↓

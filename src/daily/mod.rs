//! Daily aggregation of tier-classified interval readings.
//!
//! This module turns classified readings into per-reading tier-tagged
//! points, buckets them by civil day in a configured timezone, drops
//! incomplete days, and sums the rest into one row per day.

pub mod aggregate;
pub mod types;

pub use aggregate::{AggregateConfig, aggregate_daily};
pub use types::{DailyRow, TierAmount, TierMap, TieredPoint, WH_PER_KWH};
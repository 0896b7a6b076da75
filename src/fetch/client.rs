use async_trait::async_trait;
use reqwest::{Request, Response};

/// Seam over the HTTP client so document retrieval is mockable in tests.
#[async_trait]
pub trait HttpClient: Send + Sync {
    async fn execute(&self, req: Request) -> reqwest::Result<Response>;
}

↑

_EXERCISE AIM_
Please copy only these lines, exactly: the first line of the records through the line containing "repository 0896b7a6b076da75", ends included.

_RESPONSE_
filename src/daily/mod.rs
//! Daily aggregation of tier-classified interval readings.
//!
//! This module turns classified readings into per-reading tier-tagged
//! points, buckets them by civil day in a configured timezone, drops
//! incomplete days, and sums the rest into one row per day.

pub mod aggregate;
pub mod types;

pub use aggregate::{AggregateConfig, aggregate_daily};
pub use types::{DailyRow, TierAmount, TierMap, TieredPoint, WH_PER_KWH};
repository 0896b7a6b076da75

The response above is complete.